Task item: Your answer should consist of each line below that contains the string "timeout".

Start of Source data

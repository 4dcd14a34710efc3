//! References to remote capabilities.

use std::fmt;
use std::sync::atomic::{AtomicBool, Ordering};

use serde_json::Value;

use crate::Result;
use crate::error::Error;
use crate::session::RpcSession;
use crate::target::{CALLBACK_METHOD, Disposable};

/// A live reference to one of the peer's exports.
///
/// Every stub owns one reference. [`Stub::dup`] takes another, so the two handles are
/// disposed independently; the peer's export is released once the last one is gone. Dropping
/// a stub disposes it.
pub struct Stub {
	session: RpcSession,
	import: u64,
	disposed: AtomicBool,
}

impl Stub {
	/// Wraps a reference already counted in the session's import table.
	pub(crate) fn adopt(session: RpcSession, import: u64) -> Self {
		Self {
			session,
			import,
			disposed: AtomicBool::new(false),
		}
	}

	/// Calls `method` on the remote capability.
	///
	/// # Errors
	///
	/// - [`Error::Disposed`] after this handle was disposed.
	/// - [`Error::SessionClosed`] if the session ends before the call returns.
	/// - [`Error::Remote`] with the peer handler's failure.
	pub async fn call(&self, method: &str, args: Vec<Value>) -> Result<Value> {
		if self.is_disposed() {
			return Err(Error::Disposed);
		}
		self.session.call(self.import, method, args).await
	}

	/// Calls a callback capability (see [`from_fn`](crate::target::from_fn)).
	///
	/// # Errors
	///
	/// As [`Stub::call`].
	pub async fn invoke(&self, args: Vec<Value>) -> Result<Value> {
		self.call(CALLBACK_METHOD, args).await
	}

	/// Takes an independent reference to the same capability.
	///
	/// # Errors
	///
	/// [`Error::Disposed`] after this handle was disposed, [`Error::SessionClosed`] once the
	/// session ended.
	pub fn dup(&self) -> Result<Stub> {
		if self.is_disposed() {
			return Err(Error::Disposed);
		}
		self.session.retain_import(self.import)?;
		Ok(Self::adopt(self.session.clone(), self.import))
	}

	/// The session this stub calls through.
	pub fn session(&self) -> &RpcSession {
		&self.session
	}

	/// The peer's export id this stub refers to.
	pub fn import_id(&self) -> u64 {
		self.import
	}
}

impl Disposable for Stub {
	fn dispose(&self) {
		if !self.disposed.swap(true, Ordering::AcqRel) {
			self.session.release_import(self.import);
		}
	}

	fn is_disposed(&self) -> bool {
		self.disposed.load(Ordering::Acquire)
	}
}

impl Drop for Stub {
	fn drop(&mut self) {
		self.dispose();
	}
}

impl fmt::Debug for Stub {
	fn fmt(&self, f: &mut fmt::Formatter<'_>) -> fmt::Result {
		f.debug_struct("Stub")
			.field("session", &self.session.name())
			.field("import", &self.import)
			.field("disposed", &self.is_disposed())
			.finish()
	}
}
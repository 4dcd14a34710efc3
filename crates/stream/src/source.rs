//! Pull-based sources and readiness-gated sinks.

use async_trait::async_trait;
use tokio::sync::mpsc;

use crate::error::{NormalizedError, Result, StreamError};

/// Pull-based asynchronous item producer.
///
/// Pulls are strictly sequential: `&mut self` makes a second pull impossible while one is in
/// flight. Implementations should be cancel-safe, since a pull future may be dropped by a
/// cancelled reader.
#[async_trait]
pub trait Source: Send {
	/// Item type produced by this source.
	type Item: Send;

	/// Pulls the next item. `Ok(None)` signals end-of-stream.
	async fn pull(&mut self) -> Result<Option<Self::Item>>;

	/// Stops the source. No further items are produced afterwards. Idempotent.
	async fn cancel(&mut self) -> Result<()>;
}

/// Push-based asynchronous item consumer with readiness-gated backpressure.
#[async_trait]
pub trait Sink: Send {
	/// Item type accepted by this sink.
	type Item: Send;

	/// Resolves once the sink has capacity for another write.
	async fn ready(&mut self) -> Result<()>;

	/// Writes one item.
	async fn write(&mut self, item: Self::Item) -> Result<()>;

	/// Finalizes the stream.
	async fn close(&mut self) -> Result<()>;
}

/// Source over an in-memory iterator.
#[derive(Debug)]
pub struct IterSource<I> {
	iter: Option<I>,
}

impl<I: Iterator> IterSource<I> {
	/// Creates a source yielding the iterator's items, then end-of-stream.
	pub fn new(iter: impl IntoIterator<IntoIter = I>) -> Self {
		Self {
			iter: Some(iter.into_iter()),
		}
	}
}

#[async_trait]
impl<I> Source for IterSource<I>
where
	I: Iterator + Send,
	I::Item: Send,
{
	type Item = I::Item;

	async fn pull(&mut self) -> Result<Option<I::Item>> {
		Ok(self.iter.as_mut().and_then(Iterator::next))
	}

	async fn cancel(&mut self) -> Result<()> {
		self.iter = None;
		Ok(())
	}
}

#[async_trait]
impl<T: Send> Source for mpsc::Receiver<T> {
	type Item = T;

	async fn pull(&mut self) -> Result<Option<T>> {
		Ok(self.recv().await)
	}

	async fn cancel(&mut self) -> Result<()> {
		self.close();
		while self.try_recv().is_ok() {}
		Ok(())
	}
}

/// Sink over a bounded tokio channel. Closing drops the sender.
#[derive(Debug)]
pub struct ChannelSink<T> {
	tx: Option<mpsc::Sender<T>>,
}

impl<T> ChannelSink<T> {
	/// Wraps a sender.
	pub fn new(tx: mpsc::Sender<T>) -> Self {
		Self { tx: Some(tx) }
	}

	fn sender(&self) -> Result<&mpsc::Sender<T>> {
		self.tx.as_ref().ok_or(StreamError::Closed)
	}
}

fn receiver_gone() -> StreamError {
	StreamError::Sink(NormalizedError::new("closed", "channel receiver dropped"))
}

#[async_trait]
impl<T: Send> Sink for ChannelSink<T> {
	type Item = T;

	async fn ready(&mut self) -> Result<()> {
		// A reserved permit is released on drop, so this only observes capacity.
		self.sender()?.reserve().await.map(drop).map_err(|_| receiver_gone())
	}

	async fn write(&mut self, item: T) -> Result<()> {
		self.sender()?.send(item).await.map_err(|_| receiver_gone())
	}

	async fn close(&mut self) -> Result<()> {
		self.tx.take().map(drop).ok_or(StreamError::Closed)
	}
}
//! Uniform failure representation and the stream error taxonomy.
//!
//! Upstream components report typed failures as tagged [`ErrorVariant`]s. [`normalize`]
//! folds them into a [`NormalizedError`] carrying the tag, a readable message, and the
//! original variant for callers that want structured handling instead of message parsing.

use std::any::Any;
use std::fmt;
use std::sync::Arc;

use serde::{Serialize, Serializer};

/// Tag under which an already-normalized error travels.
pub const EXCEPTION_KIND: &str = "exception";

/// A tagged failure as reported by an upstream component.
#[derive(Debug, Clone, PartialEq, Eq)]
pub struct ErrorVariant<P> {
	/// Error tag, e.g. `"timeout"` or `"exception"`.
	pub kind: String,
	/// Structured payload attached to the tag.
	pub payload: P,
}

impl<P> ErrorVariant<P> {
	/// Creates a variant from a tag and its payload.
	pub fn new(kind: impl Into<String>, payload: P) -> Self {
		Self {
			kind: kind.into(),
			payload,
		}
	}
}

/// Uniform failure object: a kind tag, a human-readable message, and the original variant.
#[derive(Clone, thiserror::Error)]
#[error("{message}")]
pub struct NormalizedError {
	kind: String,
	message: String,
	original: Option<Arc<dyn Any + Send + Sync>>,
}

impl NormalizedError {
	/// Creates an error with no attached variant.
	pub fn new(kind: impl Into<String>, message: impl Into<String>) -> Self {
		Self {
			kind: kind.into(),
			message: message.into(),
			original: None,
		}
	}

	/// Wraps an arbitrary error as an `exception`.
	pub fn exception(err: &(dyn std::error::Error + 'static)) -> Self {
		Self::new(EXCEPTION_KIND, err.to_string())
	}

	/// The kind tag.
	pub fn kind(&self) -> &str {
		&self.kind
	}

	/// The human-readable message.
	pub fn message(&self) -> &str {
		&self.message
	}

	/// Returns the variant this error was normalized from, if it carried payload type `P`.
	pub fn original<P: 'static>(&self) -> Option<&ErrorVariant<P>> {
		self.original.as_deref()?.downcast_ref::<ErrorVariant<P>>()
	}
}

impl fmt::Debug for NormalizedError {
	fn fmt(&self, f: &mut fmt::Formatter<'_>) -> fmt::Result {
		f.debug_struct("NormalizedError")
			.field("kind", &self.kind)
			.field("message", &self.message)
			.field("has_original", &self.original.is_some())
			.finish()
	}
}

impl PartialEq for NormalizedError {
	fn eq(&self, other: &Self) -> bool {
		self.kind == other.kind && self.message == other.message
	}
}

impl Eq for NormalizedError {}

impl Serialize for NormalizedError {
	fn serialize<S: Serializer>(&self, serializer: S) -> Result<S::Ok, S::Error> {
		use serde::ser::SerializeStruct;
		let mut s = serializer.serialize_struct("NormalizedError", 2)?;
		s.serialize_field("kind", &self.kind)?;
		s.serialize_field("message", &self.message)?;
		s.end()
	}
}

/// Converts a tagged variant into a [`NormalizedError`].
///
/// An `exception` variant whose payload is already a [`NormalizedError`] is passed through
/// unchanged. Otherwise the message embeds the tag and a JSON rendering of the payload,
/// falling back to the tag alone when the payload cannot be serialized.
pub fn normalize<P>(variant: ErrorVariant<P>) -> NormalizedError
where
	P: Serialize + Send + Sync + 'static,
{
	if variant.kind == EXCEPTION_KIND
		&& let Some(err) = (&variant.payload as &dyn Any).downcast_ref::<NormalizedError>()
	{
		return err.clone();
	}

	let message = match serde_json::to_string(&variant.payload) {
		Ok(json) => format!("Stream error [{}]: {json}", variant.kind),
		Err(err) => {
			tracing::trace!(kind = %variant.kind, error = %err, "stream.normalize.payload_unserializable");
			format!("Stream error [{}]", variant.kind)
		}
	};
	NormalizedError {
		kind: variant.kind.clone(),
		message,
		original: Some(Arc::new(variant)),
	}
}

/// A convenient type alias for `Result` with `E` = [`StreamError`].
pub type Result<T, E = StreamError> = std::result::Result<T, E>;

/// Failures surfaced by sources, sinks, and the adapters around them.
#[derive(Debug, Clone, PartialEq, Eq, thiserror::Error)]
#[non_exhaustive]
pub enum StreamError {
	/// The underlying pull primitive failed.
	#[error("source failed: {0}")]
	Source(NormalizedError),
	/// A write, close, or readiness wait failed.
	#[error("sink failed: {0}")]
	Sink(NormalizedError),
	/// A handle was used concurrently against its contract.
	#[error("usage violation: {0}")]
	Usage(&'static str),
	/// The other side cancelled the stream.
	#[error("stream cancelled")]
	Cancelled,
	/// The stream was already closed.
	#[error("stream closed")]
	Closed,
}

#[cfg(test)]
mod tests {
	use std::collections::HashMap;

	use serde_json::json;

	use super::*;

	#[test]
	fn exception_payload_passes_through() {
		let inner = NormalizedError::new("timeout", "took too long");
		let out = normalize(ErrorVariant::new(EXCEPTION_KIND, inner.clone()));
		assert_eq!(out, inner);
		// No double wrapping: the passed-through error carries no variant of its own.
		assert!(out.original::<NormalizedError>().is_none());
	}

	#[test]
	fn non_exception_tag_embeds_payload() {
		let out = normalize(ErrorVariant::new("http", json!({"status": 503})));
		assert_eq!(out.kind(), "http");
		assert_eq!(out.message(), r#"Stream error [http]: {"status":503}"#);

		let original = out.original::<serde_json::Value>().expect("variant retained");
		assert_eq!(original.payload["status"], 503);
	}

	#[test]
	fn normalized_payload_under_other_tag_is_wrapped() {
		let inner = NormalizedError::new("io", "broken pipe");
		let out = normalize(ErrorVariant::new("wrapped", inner));
		assert_eq!(out.kind(), "wrapped");
		assert_eq!(out.message(), r#"Stream error [wrapped]: {"kind":"io","message":"broken pipe"}"#);
	}

	#[test]
	fn unserializable_payload_falls_back_to_tag() {
		let mut payload = HashMap::new();
		payload.insert((1u8, 2u8), "tuple keys are not valid JSON object keys");
		let out = normalize(ErrorVariant::new("weird", payload));
		assert_eq!(out.message(), "Stream error [weird]");
		assert!(out.original::<HashMap<(u8, u8), &'static str>>().is_some());
	}

	#[test]
	fn original_with_wrong_type_is_none() {
		let out = normalize(ErrorVariant::new("n", 7u32));
		assert!(out.original::<String>().is_none());
		assert_eq!(out.original::<u32>().map(|v| v.payload), Some(7));
	}
}
//! In-process duplex transports and a capability RPC session engine.
//!
//! # Layout
//!
//! - [`duplex`]: linked endpoint pairs with FIFO delivery and a single pending receiver.
//! - [`socket`]: adapts callback-driven sockets into a pull-based [`RpcTransport`].
//! - [`session`]: the engine. Exports, imports, reference counting, call dispatch.
//! - [`connection`]: the client facade. Pair a server and client in one call, then call
//!   methods, duplicate handles and read session counters.
//!
//! ```ignore
//! let api = TargetBuilder::new()
//! 	.method("ping", |args, _ctx| async move { Ok(json!(format!("pong: {}", args[0]))) })
//! 	.build();
//! let conn = Connection::connect_pair(api);
//! conn.call1("ping", "hi").await?;
//! ```

#![warn(missing_docs)]

pub mod config;
pub mod connection;
pub mod duplex;
pub mod error;
pub mod events;
pub mod protocol;
pub mod session;
pub mod socket;
pub mod stub;
pub mod target;
pub mod transport;

pub use config::SessionConfig;
pub use connection::Connection;
pub use duplex::{Endpoint, pair};
pub use error::{Error, Result, TransportError};
pub use events::{EventBus, ListenerId};
pub use session::{CallContext, RpcSession, SessionStats, serve};
pub use socket::{PushSocket, PushSocketTransport};
pub use stub::Stub;
pub use target::{Disposable, DisposableTarget, MethodTable, RpcTarget, TargetBuilder, from_fn};
pub use transport::RpcTransport;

End of Source data

Solution for this task:
	/// Error tag, e.g. `"timeout"` or `"exception"`.
		let inner = NormalizedError::new("timeout", "took too long");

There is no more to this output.